Removal of Username:
Every Twitter user has a unique username, therefore, anything is
written by a user can be indicated be writing their username
proceeding by @. This type is denoted as proper nouns. For
example, @ username. This also has to be removed for effective
analysis.
11. 5) Removal of Hash tag:
A hash tag is a prefixed with the hash symbol (#). Hash tag are used
for naming subjects or phrases that are currently in trend. For
example, #google,#twitter.
6) Removal of additional white spaces:
There may be consists of extra white space in the data and it needs
to be removed. By removing white spaces the analysis to be done
more efficiently.
13. TRAINING AND TESTING ALGORITHM:
After preprocessing the Train and Test Dataset. We need to
provide this data for training the algorithm.
In this step, We have used two Data Mining Algorithms namely
Naïve Bayesian Algorithm and Support Vector Machine(SVM).

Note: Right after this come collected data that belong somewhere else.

//! Row cleaning, weekly bucketing and simple series queries.
//!
//! Rows that do not parse are dropped rather than failing the run: EIA
//! occasionally publishes placeholder periods or withheld values, and one bad
//! row should not hide years of good data.

use std::collections::BTreeMap;

use chrono::{DateTime, Datelike, Duration, NaiveDate, Weekday};

use crate::model::{EiaError, Observation, RawRecord};

// ---------------------------------------------------------------------------
// Parsing
// ---------------------------------------------------------------------------

/// Parse an EIA period.
///
/// Accepts `YYYY-MM-DD`, RFC 3339 timestamps (date part is kept) and
/// `YYYY-MM`, which maps to the first of the month.
pub fn parse_period(s: &str) -> Option<NaiveDate> {
    let s = s.trim();
    if let Ok(date) = NaiveDate::parse_from_str(s, "%Y-%m-%d") {
        return Some(date);
    }
    if let Ok(dt) = DateTime::parse_from_rfc3339(s) {
        return Some(dt.date_naive());
    }
    NaiveDate::parse_from_str(&format!("{}-01", s), "%Y-%m-%d").ok()
}

/// Coerce a value to a finite number. Empty, non-numeric, NaN and infinite
/// inputs all become `None`.
pub fn coerce_value(s: &str) -> Option<f64> {
    s.trim().parse::<f64>().ok().filter(|v| v.is_finite())
}

/// Turn raw rows into observations, dropping rows whose period or value
/// cannot be parsed. Input order is preserved.
pub fn build_observations(records: &[RawRecord]) -> Vec<Observation> {
    records
        .iter()
        .filter_map(|r| {
            let week = parse_period(r.period.as_deref()?)?;
            let value = coerce_value(r.value.as_deref()?)?;
            Some(Observation::new(week, value))
        })
        .collect()
}

// ---------------------------------------------------------------------------
// Filtering and queries
// ---------------------------------------------------------------------------

/// Keep observations on or after `start`.
pub fn filter_since(obs: &[Observation], start: NaiveDate) -> Vec<Observation> {
    obs.iter().copied().filter(|o| o.week >= start).collect()
}

/// Keep observations with `start <= week <= end`.
pub fn filter_range(obs: &[Observation], start: NaiveDate, end: NaiveDate) -> Vec<Observation> {
    obs.iter()
        .copied()
        .filter(|o| o.week >= start && o.week <= end)
        .collect()
}

/// Value at the most recent week, whatever the input order.
///
/// When several observations share the latest week the first one wins.
pub fn latest_value(obs: &[Observation]) -> Result<f64, EiaError> {
    let mut latest: Option<&Observation> = None;
    for o in obs {
        match latest {
            Some(best) if o.week <= best.week => {}
            _ => latest = Some(o),
        }
    }
    latest
        .map(|o| o.value)
        .ok_or_else(|| EiaError::EmptySeries("no observations to take the latest value from".into()))
}

/// Sum observations that share a week. Output is sorted by week.
pub fn sum_by_week(obs: &[Observation]) -> Vec<Observation> {
    let mut totals: BTreeMap<NaiveDate, f64> = BTreeMap::new();
    for o in obs {
        *totals.entry(o.week).or_insert(0.0) += o.value;
    }
    totals
        .into_iter()
        .map(|(week, value)| Observation::new(week, value))
        .collect()
}

/// Keep one observation per week, the last one seen. Output is sorted by week.
pub fn last_by_week(obs: &[Observation]) -> Vec<Observation> {
    let mut latest: BTreeMap<NaiveDate, f64> = BTreeMap::new();
    for o in obs {
        latest.insert(o.week, o.value);
    }
    latest
        .into_iter()
        .map(|(week, value)| Observation::new(week, value))
        .collect()
}

// ---------------------------------------------------------------------------
// Week anchoring
// ---------------------------------------------------------------------------

/// Monday of the week containing `date`.
pub fn week_start(date: NaiveDate) -> NaiveDate {
    date - Duration::days(date.weekday().num_days_from_monday() as i64)
}

/// The Friday on or after `date`. EIA weekly stocks and supply are reported
/// for weeks ending Friday.
pub fn week_ending_friday(date: NaiveDate) -> NaiveDate {
    let today = date.weekday().num_days_from_monday() as i64;
    let friday = Weekday::Fri.num_days_from_monday() as i64;
    date + Duration::days((friday - today).rem_euclid(7))
}

/// Move every observation to the Monday of its week. Series published on
/// different weekdays line up after this.
pub fn anchor_to_week_start(obs: &[Observation]) -> Vec<Observation> {
    obs.iter()
        .map(|o| Observation::new(week_start(o.week), o.value))
        .collect()
}

// ---------------------------------------------------------------------------
// Tests
// ---------------------------------------------------------------------------

#[cfg(test)]
mod tests {
    use super::*;

    fn d(s: &str) -> NaiveDate {
        NaiveDate::parse_from_str(s, "%Y-%m-%d").unwrap()
    }

    fn obs(week: &str, value: f64) -> Observation {
        Observation::new(d(week), value)
    }

    #[test]
    fn test_build_observations_drops_bad_rows() {
        // valid row, invalid date, invalid value
        let records = vec![
            RawRecord::new("2012-01-06", "100"),
            RawRecord::new("not-a-date", "200"),
            RawRecord::new("2012-01-13", "not-a-number"),
        ];
        let out = build_observations(&records);
        assert_eq!(out, vec![obs("2012-01-06", 100.0)]);
    }

    #[test]
    fn test_build_observations_drops_missing_fields() {
        let records = vec![
            RawRecord { period: None, value: Some("1".into()), ..Default::default() },
            RawRecord { period: Some("2012-01-06".into()), value: None, ..Default::default() },
        ];
        assert!(build_observations(&records).is_empty());
    }

    #[test]
    fn test_coerce_value_rejects_non_finite_and_blank() {
        assert_eq!(coerce_value(" 10 "), Some(10.0));
        assert_eq!(coerce_value("8812.5"), Some(8812.5));
        assert_eq!(coerce_value("NaN"), None);
        assert_eq!(coerce_value("inf"), None);
        assert_eq!(coerce_value(""), None);
        assert_eq!(coerce_value("W"), None);
    }

    #[test]
    fn test_parse_period_formats() {
        assert_eq!(parse_period("2024-05-03"), Some(d("2024-05-03")));
        assert_eq!(parse_period("2024-05-03T00:00:00Z"), Some(d("2024-05-03")));
        assert_eq!(parse_period("2024-05"), Some(d("2024-05-01")));
        assert_eq!(parse_period("2024-13-01"), None);
        assert_eq!(parse_period(""), None);
    }

    #[test]
    fn test_filter_since_keeps_2012_and_after() {
        let data = vec![obs("2011-12-30", 1.0), obs("2012-01-06", 2.0)];
        let out = filter_since(&data, d("2012-01-01"));
        assert_eq!(out, vec![obs("2012-01-06", 2.0)]);
    }

    #[test]
    fn test_filter_range_is_inclusive() {
        let data = vec![
            obs("2020-01-03", 1.0),
            obs("2020-01-10", 2.0),
            obs("2020-01-17", 3.0),
            obs("2020-01-24", 4.0),
        ];
        let out = filter_range(&data, d("2020-01-10"), d("2020-01-17"));
        assert_eq!(out, vec![obs("2020-01-10", 2.0), obs("2020-01-17", 3.0)]);
    }

    #[test]
    fn test_latest_value_ignores_input_order() {
        let data = vec![
            obs("2012-01-13", 300.0),
            obs("2012-01-06", 100.0),
            obs("2012-01-20", 500.0),
        ];
        assert_eq!(latest_value(&data).unwrap(), 500.0);
    }

    #[test]
    fn test_latest_value_first_wins_on_tie() {
        let data = vec![obs("2012-01-20", 1.0), obs("2012-01-20", 2.0)];
        assert_eq!(latest_value(&data).unwrap(), 1.0);
    }

    #[test]
    fn test_latest_value_errors_on_empty() {
        assert!(matches!(latest_value(&[]), Err(EiaError::EmptySeries(_))));
    }

    #[test]
    fn test_sum_by_week_sums_duplicates() {
        let data = vec![
            obs("2012-01-13", 3.0),
            obs("2012-01-06", 10.0),
            obs("2012-01-06", 7.0),
        ];
        let out = sum_by_week(&data);
        assert_eq!(out, vec![obs("2012-01-06", 17.0), obs("2012-01-13", 3.0)]);
    }

    #[test]
    fn test_last_by_week_keeps_last_seen() {
        let data = vec![obs("2012-01-06", 10.0), obs("2012-01-06", 7.0)];
        assert_eq!(last_by_week(&data), vec![obs("2012-01-06", 7.0)]);
    }

    #[test]
    fn test_week_ending_friday() {
        // Tuesday -> the same week's Friday
        assert_eq!(week_ending_friday(d("2012-01-03")), d("2012-01-06"));
        // Friday stays put
        assert_eq!(week_ending_friday(d("2012-01-06")), d("2012-01-06"));
        // Saturday rolls to the next Friday
        assert_eq!(week_ending_friday(d("2012-01-07")), d("2012-01-13"));
    }

    #[test]
    fn test_week_start_is_monday() {
        assert_eq!(week_start(d("2024-05-03")), d("2024-04-29")); // Friday
        assert_eq!(week_start(d("2024-04-29")), d("2024-04-29")); // Monday
        assert_eq!(week_start(d("2024-05-05")), d("2024-04-29")); // Sunday
    }

    #[test]
    fn test_anchor_to_week_start_lines_up_weekdays() {
        let supply = anchor_to_week_start(&[obs("2024-05-03", 1.0)]);
        let price = anchor_to_week_start(&[obs("2024-04-30", 2.0)]);
        assert_eq!(supply[0].week, price[0].week);
    }
}
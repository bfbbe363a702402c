/// Weekly data staleness detection.
///
/// EIA publishes the Weekly Petroleum Status Report on Wednesdays for the
/// week ending the previous Friday. A series whose newest week falls far
/// behind that cadence usually means a delayed release or a broken fetch,
/// and the report flags it so a stale chart is not mistaken for a current one.
///
/// # Clock injection
/// `is_stale_at` takes `now` as a parameter rather than calling `Utc::now()`
/// internally, so tests stay deterministic.

use chrono::{DateTime, NaiveDate, Utc};

/// One weekly release plus one missed week.
pub const DEFAULT_MAX_AGE_DAYS: i64 = 14;

/// Age of `latest_week` in whole days relative to `now`.
pub fn age_days_at(latest_week: NaiveDate, now: DateTime<Utc>) -> i64 {
    (now.date_naive() - latest_week).num_days()
}

/// Returns `true` if `latest_week` is older than `max_age_days`.
///
/// Staleness is strictly greater than the threshold:
///   age > max_age_days  ->  stale
///   age == max_age_days ->  not stale
pub fn is_stale_at(latest_week: NaiveDate, max_age_days: i64, now: DateTime<Utc>) -> bool {
    age_days_at(latest_week, now) > max_age_days
}

/// Convenience wrapper that uses the real current time.
pub fn is_stale(latest_week: NaiveDate, max_age_days: i64) -> bool {
    is_stale_at(latest_week, max_age_days, Utc::now())
}

#[cfg(test)]
mod tests {
    use super::*;
    use chrono::TimeZone;

    /// Wednesday 2024-05-08 15:00 UTC, a typical release afternoon.
    fn fixed_now() -> DateTime<Utc> {
        Utc.with_ymd_and_hms(2024, 5, 8, 15, 0, 0).unwrap()
    }

    fn d(s: &str) -> NaiveDate {
        NaiveDate::parse_from_str(s, "%Y-%m-%d").unwrap()
    }

    #[test]
    fn test_last_friday_is_not_stale() {
        assert!(!is_stale_at(d("2024-05-03"), DEFAULT_MAX_AGE_DAYS, fixed_now()));
    }

    #[test]
    fn test_exactly_at_threshold_is_not_stale() {
        // 2024-04-24 is 14 days before 2024-05-08
        assert_eq!(age_days_at(d("2024-04-24"), fixed_now()), 14);
        assert!(!is_stale_at(d("2024-04-24"), 14, fixed_now()));
    }

    #[test]
    fn test_one_day_past_threshold_is_stale() {
        assert!(is_stale_at(d("2024-04-23"), 14, fixed_now()));
    }

    #[test]
    fn test_same_week_stale_under_tight_threshold_not_under_loose() {
        let week = d("2024-04-26"); // 12 days old
        assert!(is_stale_at(week, 7, fixed_now()));
        assert!(!is_stale_at(week, 14, fixed_now()));
    }

    #[test]
    fn test_future_week_is_never_stale() {
        assert!(!is_stale_at(d("2024-05-10"), 0, fixed_now()));
    }
}
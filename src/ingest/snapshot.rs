/// Snapshot mode for working without the live API
///
/// `petromon fetch` stores every series as a JSON file shaped like an API
/// response. Pointing the service at that directory replays the saved data,
/// which keeps development and tests independent of the network and of an
/// API key.

use std::fs;
use std::path::{Path, PathBuf};

use serde_json::{json, Value};

use super::eia::{self, Row};
use crate::model::EiaError;
use crate::series::SeriesDefinition;

/// Path of the snapshot file for a series.
pub fn snapshot_path(dir: &Path, series_id: &str) -> PathBuf {
    dir.join(format!("{}.json", series_id))
}

/// Write rows as `<dir>/<series_id>.json`, creating `dir` if needed.
///
/// The file uses the API envelope so it parses with the same code path as a
/// live response.
pub fn save_snapshot(dir: &Path, series_id: &str, rows: &[Row]) -> Result<PathBuf, EiaError> {
    let path = snapshot_path(dir, series_id);
    let io_err = |source| EiaError::Snapshot {
        path: path.clone(),
        source,
    };

    fs::create_dir_all(dir).map_err(io_err)?;

    let data: Vec<Value> = rows.iter().cloned().map(Value::Object).collect();
    let body = json!({
        "response": {
            "total": rows.len(),
            "data": data,
        }
    });
    let text = serde_json::to_string_pretty(&body).map_err(|e| EiaError::Parse(e.to_string()))?;
    fs::write(&path, text).map_err(io_err)?;
    Ok(path)
}

/// Read the raw response body saved for a series.
pub fn load_snapshot(dir: &Path, series_id: &str) -> Result<String, EiaError> {
    let path = snapshot_path(dir, series_id);
    fs::read_to_string(&path).map_err(|source| EiaError::Snapshot { path, source })
}

/// Read a snapshot and return its rows, checked the same way as a live
/// response: an empty file is `NoDataAvailable`, missing fields are
/// `MissingFields`.
pub fn load_snapshot_rows(dir: &Path, series: &SeriesDefinition) -> Result<Vec<Row>, EiaError> {
    let body = load_snapshot(dir, series.id)?;
    let page = eia::parse_data_page(&body)?;
    eia::check_rows(series, page.rows)
}
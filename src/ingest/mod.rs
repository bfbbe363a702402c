/// Data ingestion for the petroleum supply monitoring service.
///
/// Submodules:
/// - `eia` : EIA API v2 client: URL building, paging, response parsing.
/// - `snapshot` : saved responses for offline replay.

pub mod eia;
pub mod snapshot;

use std::path::PathBuf;
use std::time::Duration;

use crate::logging::{self, DataSource};
use crate::model::{EiaError, RawRecord};
use crate::series::SeriesDefinition;

/// Where series rows come from for a run.
pub enum SeriesSource {
    /// Live EIA API.
    Live {
        client: reqwest::blocking::Client,
        base_url: String,
        api_key: String,
        page_length: usize,
        max_pages: usize,
    },
    /// Snapshot files written by a previous `fetch`.
    Replay { dir: PathBuf },
}

impl SeriesSource {
    /// Build a live source with the service's HTTP client settings.
    pub fn live(
        base_url: &str,
        api_key: &str,
        timeout: Duration,
        page_length: usize,
        max_pages: usize,
    ) -> Result<Self, EiaError> {
        if api_key.trim().is_empty() {
            return Err(EiaError::MissingApiKey);
        }
        let client = reqwest::blocking::Client::builder()
            .timeout(timeout)
            .user_agent(concat!("petromon_service/", env!("CARGO_PKG_VERSION")))
            .build()?;
        Ok(SeriesSource::Live {
            client,
            base_url: base_url.to_string(),
            api_key: api_key.to_string(),
            page_length,
            max_pages,
        })
    }

    pub fn replay(dir: impl Into<PathBuf>) -> Self {
        SeriesSource::Replay { dir: dir.into() }
    }

    fn data_source(&self) -> DataSource {
        match self {
            SeriesSource::Live { .. } => DataSource::Eia,
            SeriesSource::Replay { .. } => DataSource::Snapshot,
        }
    }

    fn load_rows(&self, series: &SeriesDefinition) -> Result<Vec<eia::Row>, EiaError> {
        match self {
            SeriesSource::Live {
                client,
                base_url,
                api_key,
                page_length,
                max_pages,
            } => eia::fetch_rows(client, base_url, api_key, series, *page_length, *max_pages),
            SeriesSource::Replay { dir } => snapshot::load_snapshot_rows(dir, series),
        }
    }

    /// Load the rows for one series exactly as the API shaped them.
    ///
    /// Both sources reject an empty result and rows missing a required field.
    pub fn fetch_rows(&self, series: &SeriesDefinition) -> Result<Vec<eia::Row>, EiaError> {
        let result = self.load_rows(series);
        if let Err(ref err) = result {
            logging::log_fetch_failure(self.data_source(), series.id, "fetch_rows", err);
        }
        result
    }

    /// Load the raw records for one series.
    pub fn fetch(&self, series: &SeriesDefinition) -> Result<Vec<RawRecord>, EiaError> {
        let result = self
            .load_rows(series)
            .and_then(|rows| eia::records_from_rows(&rows));
        if let Err(ref err) = result {
            logging::log_fetch_failure(self.data_source(), series.id, "fetch", err);
        }
        result
    }
}
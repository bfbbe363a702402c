/// Series registry for the petroleum supply monitoring service.
///
/// Defines the canonical list of EIA API v2 datasets this service pulls,
/// along with the facets, units and weekly aggregation each one needs.
/// This is the single source of truth for routes and facet codes; all other
/// modules should reference series from here rather than hardcoding them.

use crate::model::EiaError;

// ---------------------------------------------------------------------------
// Series metadata
// ---------------------------------------------------------------------------

/// How duplicate rows for the same week are collapsed.
#[derive(Debug, Clone, Copy, PartialEq, Eq)]
pub enum Aggregation {
    /// Several products report per week; sum them into one national total.
    SumByWeek,
    /// The facets already select one series; keep one value per week.
    Single,
}

/// Metadata for a single EIA dataset.
#[derive(Debug)]
pub struct SeriesDefinition {
    /// Short identifier used on the command line and for snapshot files.
    pub id: &'static str,
    /// Human-readable name used in chart titles and reports.
    pub name: &'static str,
    pub description: &'static str,
    /// API v2 route below the base URL, without leading or trailing slash.
    pub route: &'static str,
    /// `facets[key][]=value` filters applied to the request.
    pub facets: &'static [(&'static str, &'static str)],
    pub frequency: &'static str,
    pub units: &'static str,
    /// Axis label for charts.
    pub value_label: &'static str,
    pub aggregation: Aggregation,
}

pub const TOTAL_SUPPLY_ID: &str = "total_supply";
pub const WTI_SPOT_ID: &str = "wti_spot";

/// All EIA datasets used by the service.
///
/// Sources:
///   - Routes and facets: EIA API v2 browser (www.eia.gov/opendata/browser)
///   - RWTC: Cushing, OK WTI spot price FOB
pub static SERIES_REGISTRY: &[SeriesDefinition] = &[
    SeriesDefinition {
        id: TOTAL_SUPPLY_ID,
        name: "U.S. Petroleum Products Supplied (Total)",
        description: "Weekly product supplied for every petroleum product, \
                      summed per week into a single national series. \
                      Product supplied approximates domestic demand.",
        route: "petroleum/cons/wpsup",
        facets: &[],
        frequency: "weekly",
        units: "MBBL/D",
        value_label: "Total product supplied (thousand barrels/day)",
        aggregation: Aggregation::SumByWeek,
    },
    SeriesDefinition {
        id: WTI_SPOT_ID,
        name: "WTI Crude Oil Spot Price (Cushing, OK)",
        description: "Weekly average West Texas Intermediate spot price, \
                      free on board at Cushing.",
        route: "petroleum/pri/spt",
        facets: &[("series", "RWTC")],
        frequency: "weekly",
        units: "$/BBL",
        value_label: "WTI spot price (USD/barrel)",
        aggregation: Aggregation::Single,
    },
];

/// Returns the ids of all registered series, in registry order.
pub fn all_series_ids() -> Vec<&'static str> {
    SERIES_REGISTRY.iter().map(|s| s.id).collect()
}

/// Looks up a series by id. Returns `None` if not found.
pub fn find_series(id: &str) -> Option<&'static SeriesDefinition> {
    SERIES_REGISTRY.iter().find(|s| s.id == id)
}

/// Like `find_series`, but as an error for callers that propagate with `?`.
pub fn require_series(id: &str) -> Result<&'static SeriesDefinition, EiaError> {
    find_series(id).ok_or_else(|| EiaError::UnknownSeries(id.to_string()))
}

// ---------------------------------------------------------------------------
// Tests
// ---------------------------------------------------------------------------

#[cfg(test)]
mod tests {
    use super::*;

    #[test]
    fn test_series_ids_are_lowercase_snake_case() {
        // Ids double as snapshot file names.
        for series in SERIES_REGISTRY {
            assert!(
                series
                    .id
                    .chars()
                    .all(|c| c.is_ascii_lowercase() || c.is_ascii_digit() || c == '_'),
                "series id '{}' should be lowercase snake case",
                series.id
            );
        }
    }

    #[test]
    fn test_no_duplicate_series_ids() {
        let mut seen = std::collections::HashSet::new();
        for series in SERIES_REGISTRY {
            assert!(
                seen.insert(series.id),
                "duplicate series id '{}' found in SERIES_REGISTRY",
                series.id
            );
        }
    }

    #[test]
    fn test_routes_have_no_surrounding_slashes() {
        for series in SERIES_REGISTRY {
            assert!(!series.route.starts_with('/'), "route for '{}'", series.id);
            assert!(!series.route.ends_with('/'), "route for '{}'", series.id);
        }
    }

    #[test]
    fn test_facets_are_non_empty() {
        for series in SERIES_REGISTRY {
            for (key, value) in series.facets {
                assert!(!key.is_empty() && !value.is_empty(), "facet on '{}'", series.id);
            }
        }
    }

    #[test]
    fn test_registry_contains_supply_and_wti() {
        let supply = find_series(TOTAL_SUPPLY_ID).expect("supply should be registered");
        assert_eq!(supply.route, "petroleum/cons/wpsup");
        assert_eq!(supply.aggregation, Aggregation::SumByWeek);

        let wti = find_series(WTI_SPOT_ID).expect("wti should be registered");
        assert_eq!(wti.facets, &[("series", "RWTC")]);
        assert_eq!(wti.aggregation, Aggregation::Single);
    }

    #[test]
    fn test_all_series_are_weekly() {
        for series in SERIES_REGISTRY {
            assert_eq!(series.frequency, "weekly");
        }
    }

    #[test]
    fn test_require_series_reports_unknown_id() {
        let err = require_series("brent").unwrap_err();
        assert!(matches!(err, EiaError::UnknownSeries(ref id) if id == "brent"));
        assert_eq!(all_series_ids().len(), SERIES_REGISTRY.len());
    }
}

During our research, We have found out that SVM out beats Naïve
Bayesian Algorithm in every test. So, We have implemented SVM
in the further project work.
15. DOWNLOAD OF TWEETS FROM TWITTER:
Download the Tweets for a specific keyword can be achieved by using
Tweepy library which is an twitter API for downloading the tweets.
The Tweepy API directly communicates with the Data Source after
providing the Authentication keys and tokens that are required.
After Successful handshake between the our Source code and Twitter
API we can download the user tweets. We need to save these tweets so
that we can perform sentiment.
16. DISCOVERY OF SENTIMENT ANALYSIS
The next step after downloading the tweets for a
specific keyword. We need to input the download
data to Support Vector Machine(SVM).
Then SVM performs the sentiment and outputs the
result in the form of Pie Chart and Word Cloud.